Sample SQL files are included in the examples/ directory — try them immediately after install:

# BigQuery procedural SQL (DataHub Issue #11654):
gsp-datahub-sidecar --sql-file examples/bigquery_procedural.sql --dry-run

# BigQuery dbt deduplication macro (DataHub Issue #11670):
gsp-datahub-sidecar --sql-file examples/bigquery_dbt_dedup.sql --dry-run

# MSSQL stored procedure with CASE...END (DataHub Issue #12606):
gsp-datahub-sidecar --sql-file examples/mssql_stored_procedure.sql --db-vendor dbvmssql --dry-run

# MSSQL view with mixed-case identifiers (DataHub Issues #13792, #11322):
gsp-datahub-sidecar --sql-file examples/mssql_case_sensitivity.sql --db-vendor dbvmssql --dry-run

# Power BI query with comments (DataHub Issue #11251):
gsp-datahub-sidecar --sql-file examples/powerbi_comments.sql --db-vendor dbvmssql --dry-run

# Oracle CREATE VIEW with subqueries:
gsp-datahub-sidecar --sql-file examples/oracle_create_view.sql --db-vendor dbvoracle --dry-run

# Analyze inline SQL:
gsp-datahub-sidecar --sql "DECLARE x INT; CREATE VIEW v AS SELECT a FROM t" --dry-run

# Parse DataHub ingestion logs and emit lineage:
gsp-datahub-sidecar --config sidecar.yaml --log-file /var/log/datahub/ingest.log

Four backend modes

Mode	Auth	Limit	Data location	Use case
`anonymous` (default)	None	50/day per IP	SQL sent to api.gudusoft.com	Quick evaluation
`authenticated`	`userId` + `secretKey` (token-exchange)	10k/month	SQL sent to api.gudusoft.com	Extended evaluation
`self_hosted`	`userId` + `secretKey` (token-exchange)	Unlimited	SQL stays in your VPC	Production
`local_jar`	None (local subprocess)	Governed by your JAR license	SQL never leaves the process	Air-gapped / CI (bring your own licensed JAR)

The authenticated and self_hosted tiers use the same SQLFlow token-exchange protocol and hit the same exportFullLineageAsJson endpoint — only the host differs (api.gudusoft.com vs. your Docker).

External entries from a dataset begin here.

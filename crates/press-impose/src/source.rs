//! Source document introspection
//!
//! The placement engine needs page counts and page dimensions from the
//! job's source PDFs; actual content extraction stays on the renderer side
//! of the boundary. Resolution failures are fatal for the run.

use crate::constants::DEFAULT_PAGE_DIMENSIONS;
use crate::page::SourceRef;
use crate::types::*;
use lopdf::{Document, Object};
use std::collections::HashMap;
use std::path::{Path, PathBuf};

/// Page-count and dimension lookup for job sources
pub trait SourceResolver {
    fn page_count(&mut self, path: &Path) -> Result<u32>;

    /// (width, height) of one source page in points
    fn page_dimensions(&mut self, source: &SourceRef) -> Result<(f32, f32)>;
}

/// lopdf-backed resolver with a per-document handle cache
#[derive(Debug, Default)]
pub struct PdfSourceResolver {
    documents: HashMap<PathBuf, Document>,
}

impl PdfSourceResolver {
    pub fn new() -> Self {
        Self::default()
    }

    fn document(&mut self, path: &Path) -> Result<&Document> {
        if !self.documents.contains_key(path) {
            let document = Document::load(path)?;
            self.documents.insert(path.to_owned(), document);
        }
        Ok(&self.documents[path])
    }
}

impl SourceResolver for PdfSourceResolver {
    fn page_count(&mut self, path: &Path) -> Result<u32> {
        Ok(self.document(path)?.get_pages().len() as u32)
    }

    fn page_dimensions(&mut self, source: &SourceRef) -> Result<(f32, f32)> {
        let document = self.document(&source.path)?;
        let pages = document.get_pages();
        let page_id = pages
            .get(&source.page)
            .copied()
            .ok_or_else(|| ImposeError::MissingSource {
                path: source.path.display().to_string(),
                page: source.page,
            })?;
        let page_dict = document.get_dictionary(page_id)?;
        if let Ok(media_box) = page_dict.get(b"MediaBox").and_then(|obj| obj.as_array()) {
            let width = media_box
                .get(2)
                .and_then(extract_number)
                .unwrap_or(DEFAULT_PAGE_DIMENSIONS.0);
            let height = media_box
                .get(3)
                .and_then(extract_number)
                .unwrap_or(DEFAULT_PAGE_DIMENSIONS.1);
            Ok((width, height))
        } else {
            Ok(DEFAULT_PAGE_DIMENSIONS)
        }
    }
}

/// Extract a numeric value from a PDF object
fn extract_number(obj: &Object) -> Option<f32> {
    match obj {
        Object::Integer(i) => Some(*i as f32),
        Object::Real(r) => Some(*r),
        _ => None,
    }
}

/// Fixed-dimension resolver for dry runs and tests
#[derive(Debug, Clone, Default)]
pub struct StaticResolver {
    sources: HashMap<PathBuf, (u32, (f32, f32))>,
}

impl StaticResolver {
    pub fn new() -> Self {
        Self::default()
    }

    /// Register a document with its page count and uniform page size
    pub fn insert(&mut self, path: impl Into<PathBuf>, pages: u32, dimensions: (f32, f32)) {
        self.sources.insert(path.into(), (pages, dimensions));
    }
}

impl SourceResolver for StaticResolver {
    fn page_count(&mut self, path: &Path) -> Result<u32> {
        self.sources
            .get(path)
            .map(|(pages, _)| *pages)
            .ok_or_else(|| ImposeError::MissingSource {
                path: path.display().to_string(),
                page: 0,
            })
    }

    fn page_dimensions(&mut self, source: &SourceRef) -> Result<(f32, f32)> {
        let (pages, dimensions) =
            self.sources
                .get(&source.path)
                .ok_or_else(|| ImposeError::MissingSource {
                    path: source.path.display().to_string(),
                    page: source.page,
                })?;
        if source.page == 0 || source.page > *pages {
            return Err(ImposeError::MissingSource {
                path: source.path.display().to_string(),
                page: source.page,
            });
        }
        Ok(*dimensions)
    }
}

The local_jar tier skips HTTP entirely and invokes SQLFlow's bundled DataFlowAnalyzer CLI via java; it produces the same Dataflow JSON model as the cloud path, so lineage extraction is bit-for-bit equivalent.

Anonymous (default, zero setup)

gsp-datahub-sidecar --sql-file queries.sql --dry-run

Authenticated (sign up for a free key)

gsp-datahub-sidecar --mode authenticated \
  --user-id YOUR_USER_ID \
  --secret-key YOUR_SECRET_KEY \
  --sql-file queries.sql

The sidecar handles SQLFlow's token-exchange flow automatically.

Shell escaping. Cloud userIds typically contain | (e.g. auth0|605f3cfe...), which bash treats as a pipe. Always single-quote the value — or escape the | with a backslash — so the shell doesn't split the command:
# Good: single quotes prevent shell expansion
--user-id 'auth0|605f3cfe4e52d60069bcb258'

# Also fine: backslash-escaped pipe
--user-id auth0\|605f3cfe4e52d60069bcb258

# BAD: bash reads this as a pipe and breaks the command
--user-id auth0|605f3cfe4e52d60069bcb258
The same applies to any value containing |, $, `, &, ;, (, ), <, >, *, ?, #, !, or whitespace — prefer single quotes by default for --user-id, --secret-key, and --sql.

Self-hosted (production)

Deploy SQLFlow Docker in your VPC, grab your userId and secretKey from the SQLFlow web UI (e.g. http://localhost:8165/), then:

gsp-datahub-sidecar --mode self_hosted \
  --user-id YOUR_USER_ID \
  --secret-key YOUR_SECRET_KEY \
  --sql-file queries.sql

Local JAR (no network, no Docker) — bring your own licensed JAR

The sidecar does not ship gsqlparser-*-shaded.jar. Gudu SQLFlow's core parser JAR is a commercial product licensed separately from this sidecar (Apache 2.0). Point --jar-path at a JAR you are licensed to run — for example the one built from your gsp_java_core checkout. See sqlflow.gudusoft.com for licensing.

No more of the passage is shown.